Почти три года. Ленинградский дневник - стр. 16
Дошла до меня очередь. Я села поближе к свече и стала по рукописи читать первую главу поэмы (название у меня точно еще не решено). Я читала ее на людях впервые. В том месте, где я проклинаю гитлеровскую Германию, у меня перехватило дыхание. Трижды я останавливалась и начинала снова.
После «ужина» пошли домой, снова тем же путем. Было почти совсем темно.
Вечером И. Д. отправился в булочную. Тревога застигла его на обратном пути. Бомбы падали снова возле площади. И. Д. укрылся с хлебом в чужой подворотне. А я дома очень боялась за него.
К двенадцати часам сошли вниз, в кабинет главврача, с последней нашей бутылкой прокисшего рислинга. Розлили по бокалам и выпили молча. Хотели было еще посидеть, но позвонили по внутреннему телефону. Дежурный врач приемного покоя сообщал, что у него сорок покойников лежат в коридорах и в ванной. Не знает, что дальше делать. Главврач ушел туда. Мы поднялись к себе и легли.
2 января 1942 года
Умирают в больнице, главным образом в приемном покое. На кладбищах вырыты длинные траншеи, куда складывают покойников. Отдельные могилы кладбищенские сторожа роют только за хлеб.
Гробов на улицах все больше. Их везут на салазках.
Если гроб пуст, он легко раскатывается из стороны в сторону: его заносит. Однажды один такой задел меня по ногам. Гроб с покойником везут обычно две женщины. Веревки глубоко врезаются им в плечи, но не потому, что покойник тяжел, а потому, что женщины слабы.
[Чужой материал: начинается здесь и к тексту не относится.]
//! Client for the mock service control plane.
//!
//! | Operation | Method | Path                         |
//! |-----------|--------|------------------------------|
//! | Create    | POST   | `/interactions`              |
//! | Delete    | DELETE | `/interactions`              |
//! | Verify    | GET    | `/interactions/verification` |
//!
//! Every request carries `X-Pact-Mock-Service: true`; create and delete also
//! send `Content-Type: application/json`. Anything but `200 OK` is an error.

use crate::{Error, Result};
use reqwest::header::CONTENT_TYPE;
use reqwest::{Body, Method, StatusCode};
use std::fmt;
use std::time::Duration;
use tokio_util::sync::CancellationToken;
use tracing::{debug, warn};

/// Header that marks a request as addressed to the mock service itself
pub const MOCK_SERVICE_HEADER: &str = "X-Pact-Mock-Service";
/// Value of [`MOCK_SERVICE_HEADER`]
pub const MOCK_SERVICE_HEADER_VALUE: &str = "true";
/// Content type of interaction documents
pub const CONTENT_TYPE_JSON: &str = "application/json";

const INTERACTIONS_PATH: &str = "/interactions";
const VERIFICATION_PATH: &str = "/interactions/verification";
const DEFAULT_TIMEOUT: Duration = Duration::from_secs(10);

/// Control-plane operation
#[derive(Debug, Clone, Copy, PartialEq, Eq)]
pub enum Operation {
    /// Register interactions
    Create,
    /// Remove all registered interactions
    Delete,
    /// Check that every registered interaction was exercised
    Verify,
}

impl Operation {
    fn method(self) -> Method {
        match self {
            Operation::Create => Method::POST,
            Operation::Delete => Method::DELETE,
            Operation::Verify => Method::GET,
        }
    }

    fn path(self) -> &'static str {
        match self {
            Operation::Create | Operation::Delete => INTERACTIONS_PATH,
            Operation::Verify => VERIFICATION_PATH,
        }
    }

    fn sends_json(self) -> bool {
        !matches!(self, Operation::Verify)
    }
}

impl fmt::Display for Operation {
    fn fmt(&self, f: &mut fmt::Formatter<'_>) -> fmt::Result {
        let name = match self {
            Operation::Create => "create interactions",
            Operation::Delete => "delete interactions",
            Operation::Verify => "verify interactions",
        };
        f.write_str(name)
    }
}

/// Per-call overrides
#[derive(Debug, Clone, Default)]
pub struct CallOptions {
    /// Deadline for this call instead of the client default
    pub timeout: Option<Duration>,
    /// Abort the call as soon as this token is cancelled
    pub cancel: Option<CancellationToken>,
}

impl CallOptions {
    /// Options with a deadline override
    pub fn with_timeout(mut self, timeout: Duration) -> Self {
        self.timeout = Some(timeout);
        self
    }

    /// Options that observe a cancellation token
    pub fn with_cancellation(mut self, token: CancellationToken) -> Self {
        self.cancel = Some(token);
        self
    }
}

/// HTTP client bound to one mock service base URL
#[derive(Debug, Clone)]
pub struct MockServiceClient {
    base_url: String,
    http: reqwest::Client,
    timeout: Duration,
}

impl MockServiceClient {
    /// Client for the mock service at `base_url`
    pub fn new(base_url: impl Into<String>) -> Self {
        let base_url: String = base_url.into();
        Self {
            base_url: base_url.trim_end_matches('/').to_string(),
            http: reqwest::Client::new(),
            timeout: DEFAULT_TIMEOUT,
        }
    }

    /// Use a caller-built HTTP client
    pub fn with_http_client(mut self, http: reqwest::Client) -> Self {
        self.http = http;
        self
    }

    /// Default deadline for every call
    pub fn with_timeout(mut self, timeout: Duration) -> Self {
        self.timeout = timeout;
        self
    }

    /// Base URL requests are sent to
    pub fn base_url(&self) -> &str {
        &self.base_url
    }

    /// Register the interactions in `body` (a Pact JSON document)
    pub async fn create(&self, body: impl Into<Body>) -> Result<()> {
        self.create_with(body, &CallOptions::default()).await
    }

    /// [`create`](Self::create) with per-call options
    pub async fn create_with(&self, body: impl Into<Body>, options: &CallOptions) -> Result<()> {
        self.execute(Operation::Create, Some(body.into()), options).await
    }

    /// Remove every registered interaction
    pub async fn delete(&self) -> Result<()> {
        self.delete_with(&CallOptions::default()).await
    }

    /// [`delete`](Self::delete) with per-call options
    pub async fn delete_with(&self, options: &CallOptions) -> Result<()> {
        self.execute(Operation::Delete, None, options).await
    }

    /// Check that every registered interaction was exercised
    ///
    /// On mismatch the error carries the mock service's report.
    pub async fn verify(&self) -> Result<()> {
        self.verify_with(&CallOptions::default()).await
    }

    /// [`verify`](Self::verify) with per-call options
    pub async fn verify_with(&self, options: &CallOptions) -> Result<()> {
        self.execute(Operation::Verify, None, options).await
    }

    fn request(&self, operation: Operation) -> reqwest::RequestBuilder {
        let url = format!("{}{}", self.base_url, operation.path());
        let request = self
            .http
            .request(operation.method(), url)
            .header(MOCK_SERVICE_HEADER, MOCK_SERVICE_HEADER_VALUE);

        if operation.sends_json() {
            request.header(CONTENT_TYPE, CONTENT_TYPE_JSON)
        } else {
            request
        }
    }

    async fn execute(
        &self,
        operation: Operation,
        body: Option<Body>,
        options: &CallOptions,
    ) -> Result<()> {
        let timeout = options.timeout.unwrap_or(self.timeout);
        let mut request = self.request(operation).timeout(timeout);
        if let Some(body) = body {
            request = request.body(body);
        }

        let call = async {
            debug!("Sending {} to {}", operation, self.base_url);
            let response = request
                .send()
                .await
                .map_err(|e| classify(operation, timeout, e))?;

            let status = response.status();
            // Read the whole body so the connection can be reused
            let text = response
                .text()
                .await
                .map_err(|e| classify(operation, timeout, e))?;

            if status == StatusCode::OK {
                Ok(())
            } else {
                warn!("{} returned {}: {}", operation, status, text);
                Err(Error::Protocol {
                    operation,
                    status: status.as_u16(),
                    body: text,
                })
            }
        };

        match &options.cancel {
            Some(token) => {
                tokio::select! {
                    biased;
                    _ = token.cancelled() => Err(Error::Cancelled { operation }),
                    result = call => result,
                }
            }
            None => call.await,
        }
    }
}

fn classify(operation: Operation, timeout: Duration, error: reqwest::Error) -> Error {
    if error.is_timeout() {
        Error::Timeout {
            operation,
            after: timeout,
        }
    } else {
        Error::Transport {
            operation,
            source: error,
        }
    }
}

#[cfg(test)]
mod tests {
    use super::*;

    #[test]
    fn test_operation_wire_mapping() {
        assert_eq!(Operation::Create.method(), Method::POST);
        assert_eq!(Operation::Create.path(), "/interactions");
        assert_eq!(Operation::Delete.method(), Method::DELETE);
        assert_eq!(Operation::Delete.path(), "/interactions");
        assert_eq!(Operation::Verify.method(), Method::GET);
        assert_eq!(Operation::Verify.path(), "/interactions/verification");
        assert!(!Operation::Verify.sends_json());
    }

    #[test]
    fn test_trailing_slash_is_trimmed() {
        let client = MockServiceClient::new("http://localhost:1234/");
        assert_eq!(client.base_url(), "http://localhost:1234");
    }

    #[test]
    fn test_error_messages() {
        let err = Error::Protocol {
            operation: Operation::Verify,
            status: 500,
            body: "Missing requests: GET /path_one".to_string(),
        };
        assert_eq!(
            err.to_string(),
            "verify interactions failed with status 500: Missing requests: GET /path_one"
        );
        assert_eq!(
            Error::Cancelled {
                operation: Operation::Delete
            }
            .to_string(),
            "delete interactions was cancelled"
        );
    }
}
Недавно видела труп без гроба, у которого на груди под свивальными пеленами были подложены стружки, видимо для благообразия. Во всем этом чувствовалась опытная, не дилетантская рука. Страшнее всего была именно эта техническая оснащенность. Очень может быть, что за все это пришлось расплатиться хлебом.
В другой раз две пары салазок сцепились полозьями. На одних к крышке гроба были аккуратно привязаны лопата и лом. На других – лежали дрова. Это встретились Смерть и Жизнь.
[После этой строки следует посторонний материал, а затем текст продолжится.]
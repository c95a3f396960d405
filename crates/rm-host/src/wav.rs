//! WAV decoding and encoding for PCM audio.
//!
//! Reads 8- or 16-bit PCM, mono or stereo, into planar f32. Writes 16-bit PCM.

use std::io::{self, Write};
use thiserror::Error;

#[derive(Debug, Error, PartialEq, Eq)]
pub enum WavError {
    #[error("file too short to be a WAV")]
    UnexpectedEof,
    #[error("missing RIFF/WAVE header")]
    InvalidHeader,
    #[error("missing {0} chunk")]
    MissingChunk(&'static str),
    #[error("unsupported WAV encoding (format {format}, {bits} bits)")]
    UnsupportedFormat { format: u16, bits: u16 },
    #[error("unsupported channel count {0}")]
    UnsupportedChannels(u16),
}

/// Planar f32 audio with its sample rate.
#[derive(Clone, Debug, PartialEq)]
pub struct WavData {
    pub sample_rate: u32,
    /// One `Vec` per channel, all the same length.
    pub channels: Vec<Vec<f32>>,
}

impl WavData {
    pub fn new(sample_rate: u32, channels: Vec<Vec<f32>>) -> Self {
        Self { sample_rate, channels }
    }

    pub fn num_channels(&self) -> u16 {
        self.channels.len() as u16
    }

    pub fn frames(&self) -> usize {
        self.channels.first().map_or(0, Vec::len)
    }
}

// --- Reading ---

struct WavHeader {
    num_channels: u16,
    sample_rate: u32,
    bits_per_sample: u16,
    data_offset: usize,
    data_size: usize,
}

/// Decode a WAV file from raw bytes.
pub fn load_wav(data: &[u8]) -> Result<WavData, WavError> {
    let header = parse_header(data)?;
    let end = (header.data_offset + header.data_size).min(data.len());
    let raw = &data[header.data_offset..end];

    let channels = header.num_channels as usize;
    let bytes = (header.bits_per_sample / 8) as usize;
    let frames = raw.len() / (channels * bytes);
    let mut planes: Vec<Vec<f32>> = (0..channels).map(|_| Vec::with_capacity(frames)).collect();

    for frame in raw.chunks_exact(channels * bytes) {
        for (ch, s) in frame.chunks_exact(bytes).enumerate() {
            let value = match bytes {
                1 => (s[0] as i16 - 128) as f32 / 128.0,
                _ => i16::from_le_bytes([s[0], s[1]]) as f32 / 32768.0,
            };
            planes[ch].push(value);
        }
    }

    Ok(WavData::new(header.sample_rate, planes))
}

fn parse_header(data: &[u8]) -> Result<WavHeader, WavError> {
    if data.len() < 12 {
        return Err(WavError::UnexpectedEof);
    }
    if &data[0..4] != b"RIFF" || &data[8..12] != b"WAVE" {
        return Err(WavError::InvalidHeader);
    }

    let mut pos = 12;
    let mut fmt: Option<(u16, u32, u16)> = None;
    let mut data_chunk: Option<(usize, usize)> = None;

    while pos + 8 <= data.len() {
        let chunk_id = &data[pos..pos + 4];
        let chunk_size = read_u32_le(data, pos + 4) as usize;

        if chunk_id == b"fmt " {
            if chunk_size < 16 || pos + 24 > data.len() {
                return Err(WavError::UnexpectedEof);
            }
            let format = read_u16_le(data, pos + 8);
            let channels = read_u16_le(data, pos + 10);
            let rate = read_u32_le(data, pos + 12);
            let bits = read_u16_le(data, pos + 22);
            if format != 1 || (bits != 8 && bits != 16) {
                return Err(WavError::UnsupportedFormat { format, bits });
            }
            fmt = Some((channels, rate, bits));
        } else if chunk_id == b"data" {
            data_chunk = Some((pos + 8, chunk_size));
        }

        pos = pos.saturating_add(8 + chunk_size);
        if pos % 2 != 0 {
            pos += 1;
        }
    }

    let (num_channels, sample_rate, bits_per_sample) = fmt.ok_or(WavError::MissingChunk("fmt"))?;
    let (data_offset, data_size) = data_chunk.ok_or(WavError::MissingChunk("data"))?;

    if !(1..=2).contains(&num_channels) {
        return Err(WavError::UnsupportedChannels(num_channels));
    }

    Ok(WavHeader { num_channels, sample_rate, bits_per_sample, data_offset, data_size })
}

fn read_u16_le(data: &[u8], offset: usize) -> u16 {
    u16::from_le_bytes([data[offset], data[offset + 1]])
}

fn read_u32_le(data: &[u8], offset: usize) -> u32 {
    u32::from_le_bytes([data[offset], data[offset + 1], data[offset + 2], data[offset + 3]])
}

// --- Writing ---

/// Encode as 16-bit PCM. Samples outside [-1, 1] are clipped.
///
/// Channels of unequal length are cut to the shortest. Payloads that do not
/// fit a RIFF header fail with `InvalidInput`.
pub fn write_wav(w: &mut impl Write, wav: &WavData) -> io::Result<()> {
    let num_channels = wav.num_channels();
    let bits_per_sample: u16 = 16;
    let block_align = num_channels * (bits_per_sample / 8);
    let frames = wav.channels.iter().map(Vec::len).min().unwrap_or(0);
    let data_size = data_chunk_size(frames, block_align)?;

    write_riff_header(w, data_size)?;
    write_fmt_chunk(w, num_channels, wav.sample_rate, block_align, bits_per_sample)?;
    write_data_chunk(w, wav, frames, data_size)
}

/// Byte length of the data chunk, checked so that the RIFF size field
/// (`36 + data_size`) also fits in 32 bits.
fn data_chunk_size(frames: usize, block_align: u16) -> io::Result<u32> {
    frames
        .checked_mul(block_align as usize)
        .and_then(|bytes| u32::try_from(bytes).ok())
        .filter(|bytes| bytes.checked_add(36).is_some())
        .ok_or_else(|| io::Error::new(io::ErrorKind::InvalidInput, "audio too long for a WAV file"))
}

pub fn wav_to_bytes(wav: &WavData) -> io::Result<Vec<u8>> {
    let mut buf = Vec::new();
    write_wav(&mut buf, wav)?;
    Ok(buf)
}

fn write_riff_header(w: &mut impl Write, data_size: u32) -> io::Result<()> {
    w.write_all(b"RIFF")?;
    w.write_all(&(36 + data_size).to_le_bytes())?;
    w.write_all(b"WAVE")
}

fn write_fmt_chunk(
    w: &mut impl Write,
    num_channels: u16,
    sample_rate: u32,
    block_align: u16,
    bits_per_sample: u16,
) -> io::Result<()> {
    w.write_all(b"fmt ")?;
    w.write_all(&16u32.to_le_bytes())?;
    w.write_all(&1u16.to_le_bytes())?;
    w.write_all(&num_channels.to_le_bytes())?;
    w.write_all(&sample_rate.to_le_bytes())?;
    w.write_all(&(sample_rate * block_align as u32).to_le_bytes())?;
    w.write_all(&block_align.to_le_bytes())?;
    w.write_all(&bits_per_sample.to_le_bytes())
}

fn write_data_chunk(
    w: &mut impl Write,
    wav: &WavData,
    frames: usize,
    data_size: u32,
) -> io::Result<()> {
    w.write_all(b"data")?;
    w.write_all(&data_size.to_le_bytes())?;
    for i in 0..frames {
        for ch in &wav.channels {
            w.write_all(&to_i16(ch[i]).to_le_bytes())?;
        }
    }
    Ok(())
}

fn to_i16(sample: f32) -> i16 {
    (sample.clamp(-1.0, 1.0) * 32767.0).round() as i16
}

#[cfg(test)]
mod tests {
    use super::*;

    /// Build a minimal valid WAV file from raw parameters.
    fn make_wav(channels: u16, sample_rate: u32, bits: u16, pcm_data: &[u8]) -> Vec<u8> {
        let block_align = channels * (bits / 8);
        let byte_rate = sample_rate * block_align as u32;
        let data_size = pcm_data.len() as u32;

        let mut buf = Vec::new();
        buf.extend(b"RIFF");
        buf.extend(&(36 + data_size).to_le_bytes());
        buf.extend(b"WAVE");
        buf.extend(b"fmt ");
        buf.extend(&16u32.to_le_bytes());
        buf.extend(&1u16.to_le_bytes());
        buf.extend(&channels.to_le_bytes());
        buf.extend(&sample_rate.to_le_bytes());
        buf.extend(&byte_rate.to_le_bytes());
        buf.extend(&block_align.to_le_bytes());
        buf.extend(&bits.to_le_bytes());
        buf.extend(b"data");
        buf.extend(&data_size.to_le_bytes());
        buf.extend(pcm_data);
        buf
    }

    fn pcm16(values: &[i16]) -> Vec<u8> {
        values.iter().flat_map(|v| v.to_le_bytes()).collect()
    }

    #[test]
    fn load_16bit_stereo_deinterleaves() {
        let wav = make_wav(2, 44100, 16, &pcm16(&[16384, -16384, 0, 32767]));
        let data = load_wav(&wav).unwrap();
        assert_eq!(data.sample_rate, 44100);
        assert_eq!(data.channels, vec![vec![0.5, 0.0], vec![-0.5, 32767.0 / 32768.0]]);
    }

    #[test]
    fn load_8bit_mono_recenters() {
        let data = load_wav(&make_wav(1, 22050, 8, &[128, 192, 64])).unwrap();
        assert_eq!(data.channels, vec![vec![0.0, 0.5, -0.5]]);
    }

    #[test]
    fn skips_unknown_chunks() {
        let mut wav = make_wav(1, 48000, 16, &pcm16(&[100]));
        // insert a LIST chunk between fmt and data
        let list = [b"LIST".as_slice(), &4u32.to_le_bytes(), b"abcd"].concat();
        wav.splice(36..36, list);
        let data = load_wav(&wav).unwrap();
        assert_eq!(data.frames(), 1);
    }

    #[test]
    fn rejects_float_and_24bit() {
        let mut float = make_wav(1, 48000, 32, &[0; 8]);
        float[20] = 3;
        assert_eq!(
            load_wav(&float).unwrap_err(),
            WavError::UnsupportedFormat { format: 3, bits: 32 }
        );
        assert!(matches!(
            load_wav(&make_wav(1, 48000, 24, &[0; 6])),
            Err(WavError::UnsupportedFormat { bits: 24, .. })
        ));
    }

    #[test]
    fn rejects_surround() {
        let wav = make_wav(6, 48000, 16, &[0; 12]);
        assert_eq!(load_wav(&wav).unwrap_err(), WavError::UnsupportedChannels(6));
    }

    #[test]
    fn invalid_header_rejected() {
        assert_eq!(load_wav(b"not a wav file").unwrap_err(), WavError::InvalidHeader);
        assert_eq!(load_wav(&[0; 10]).unwrap_err(), WavError::UnexpectedEof);
    }

    #[test]
    fn missing_data_chunk_is_reported() {
        let mut wav = make_wav(1, 48000, 16, &[]);
        wav.truncate(36);
        assert_eq!(load_wav(&wav).unwrap_err(), WavError::MissingChunk("data"));
    }

    #[test]
    fn written_header_describes_payload() {
        let wav = WavData::new(48000, vec![vec![0.0; 10], vec![0.0; 10]]);
        let bytes = wav_to_bytes(&wav).unwrap();
        assert_eq!(bytes.len(), 44 + 10 * 4);
        assert_eq!(&bytes[0..4], b"RIFF");
        assert_eq!(read_u16_le(&bytes, 22), 2);
        assert_eq!(read_u32_le(&bytes, 24), 48000);
        assert_eq!(read_u32_le(&bytes, 40), 40);
    }

    #[test]
    fn unequal_channels_are_cut_to_shortest() {
        let wav = WavData::new(8000, vec![vec![0.5; 5], vec![-0.5; 3]]);
        let bytes = wav_to_bytes(&wav).unwrap();
        assert_eq!(bytes.len(), 44 + 3 * 4);
        assert_eq!(read_u32_le(&bytes, 40), 12);
        assert_eq!(load_wav(&bytes).unwrap().frames(), 3);
    }

    #[test]
    fn oversized_payload_is_rejected() {
        // 4 bytes per stereo frame: the RIFF size field would overflow.
        let frames = (u32::MAX as usize - 35) / 4 + 1;
        let err = data_chunk_size(frames, 4).unwrap_err();
        assert_eq!(err.kind(), io::ErrorKind::InvalidInput);
        assert!(data_chunk_size(usize::MAX, 4).is_err());
        assert!(data_chunk_size(frames - 1, 4).is_ok());
        assert_eq!(data_chunk_size(1000, 4).unwrap(), 4000);
    }

    #[test]
    fn writing_clips_out_of_range_samples() {
        let wav = WavData::new(8000, vec![vec![2.0, -2.0, 0.5]]);
        let bytes = wav_to_bytes(&wav).unwrap();
        let s: Vec<i16> = bytes[44..]
            .chunks_exact(2)
            .map(|c| i16::from_le_bytes([c[0], c[1]]))
            .collect();
        assert_eq!(s, vec![32767, -32767, 16384]);
    }
}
Часто на салазках везут и живых. У Аничкова моста (откуда, спасая от снарядов и бомб, давно уже вывезли бронзовых коней Клодта) две женщины с трудом влекли салазки, на которых сидела третья с мертвым ребенком в одеяльце.
Видела я также, как истощенная женщина, молодая, с напряжением управлялась с салазками, на которых лежал большой платяной шкаф стиля «модерн» из комиссионного магазина: для гроба.
В одно из воскресений мы шли от наших ворот к площади Льва Толстого. И на этом небольшом пространстве встретили восемь больших и малых гробов и несколько трупов в одеялах. И тут же две женщины вели третью к нам в больницу рожать. Она шла, выпятив живот, желтая, с цынготными кровавыми мешками под глазами, худая, как скелет, еле передвигая ноги.
В другой раз две женщины, по виду учительницы, библиотекарши или что-нибудь в этом роде, везли на салазках пожилого человека в пальто, в меховой шапке и в очках. Он неудобно лежал на боку на коротких салазках, опираясь на локоть. Ноги волочились по земле. На каждой выбоине человек стонал:
– Осторожнее! Осторожнее же!
А те две были в поту, несмотря на сорокаградусный мороз.
Две женщины (снова женщины) ведут под руки дистрофика (мы только здесь узнали это слово). Он переставляет ноги в валенках, как протезы. Глаза устремлены вперед, точно у одержимого. Кожа лица туго натянута. Губы полуоткрыты, и видны зубы, ставшие как бы длиннее от голода. Нос заострился, точно истаял, весь в язвочках, кончик несколько загнут набок. Теперь я знаю, что значит «обглодан голодом».